ACTIVITY.
In the entries below, spot each line with the word "FromStr" and copy it.

***** DATASET CONTENT *****

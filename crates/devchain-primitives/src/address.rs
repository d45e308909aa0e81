//! Ethereum-compatible address type (20 bytes)

use std::fmt;
use std::str::FromStr;

use crate::error::{decode_fixed, DecodingError};

/// Ethereum-compatible 20-byte address
#[derive(Clone, Copy, PartialEq, Eq, Hash, Default, PartialOrd, Ord)]
pub struct Address([u8; 20]);

impl Address {
    /// Size of address in bytes
    pub const LEN: usize = 20;

    /// Zero address (0x0000...0000)
    pub const ZERO: Address = Address([0u8; 20]);

    /// Create address from bytes
    pub const fn from_bytes(bytes: [u8; 20]) -> Self {
        Address(bytes)
    }

    /// Create address from slice
    pub fn from_slice(slice: &[u8]) -> Result<Self, DecodingError> {
        if slice.len() != Self::LEN {
            return Err(DecodingError::InvalidLength {
                expected: Self::LEN,
                got: slice.len(),
            });
        }
        let mut bytes = [0u8; 20];
        bytes.copy_from_slice(slice);
        Ok(Address(bytes))
    }

    /// Parse address from its `0x`-prefixed wire form
    pub fn from_hex(s: &str) -> Result<Self, DecodingError> {
        decode_address(s)
    }

    /// Get as byte array
    pub fn as_bytes(&self) -> &[u8; 20] {
        &self.0
    }

    /// Check if this is the zero address
    pub fn is_zero(&self) -> bool {
        self.0 == [0u8; 20]
    }

    /// Convert to hex string with 0x prefix
    pub fn to_hex(&self) -> String {
        encode_address(self)
    }
}

/// Encode an address as `0x` + 40 lowercase hex digits
pub fn encode_address(address: &Address) -> String {
    format!("0x{}", hex::encode(address.0))
}

/// Decode an address, rejecting any byte length other than 20
pub fn decode_address(s: &str) -> Result<Address, DecodingError> {
    decode_fixed::<20>(s).map(Address)
}

impl fmt::Debug for Address {
    fn fmt(&self, f: &mut fmt::Formatter<'_>) -> fmt::Result {
        write!(f, "Address({})", self.to_hex())
    }
}

impl fmt::Display for Address {
    fn fmt(&self, f: &mut fmt::Formatter<'_>) -> fmt::Result {
        write!(f, "{}", self.to_hex())
    }
}

impl FromStr for Address {
    type Err = DecodingError;

    fn from_str(s: &str) -> Result<Self, Self::Err> {
        decode_address(s)
    }
}

impl From<[u8; 20]> for Address {
    fn from(bytes: [u8; 20]) -> Self {
        Address(bytes)
    }
}

impl AsRef<[u8]> for Address {
    fn as_ref(&self) -> &[u8] {
        &self.0
    }
}

#[cfg(feature = "serde")]
mod serde_impl {
    use super::*;
    use serde::{de, Deserialize, Deserializer, Serialize, Serializer};

    impl Serialize for Address {
        fn serialize<S: Serializer>(&self, serializer: S) -> Result<S::Ok, S::Error> {
            serializer.serialize_str(&self.to_hex())
        }
    }

    impl<'de> Deserialize<'de> for Address {
        fn deserialize<D: Deserializer<'de>>(deserializer: D) -> Result<Self, D::Error> {
            let s = String::deserialize(deserializer)?;
            decode_address(&s).map_err(de::Error::custom)
        }
    }
}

*****

OUTPUT OF THE EXERCISE.
use std::str::FromStr;
impl FromStr for Address {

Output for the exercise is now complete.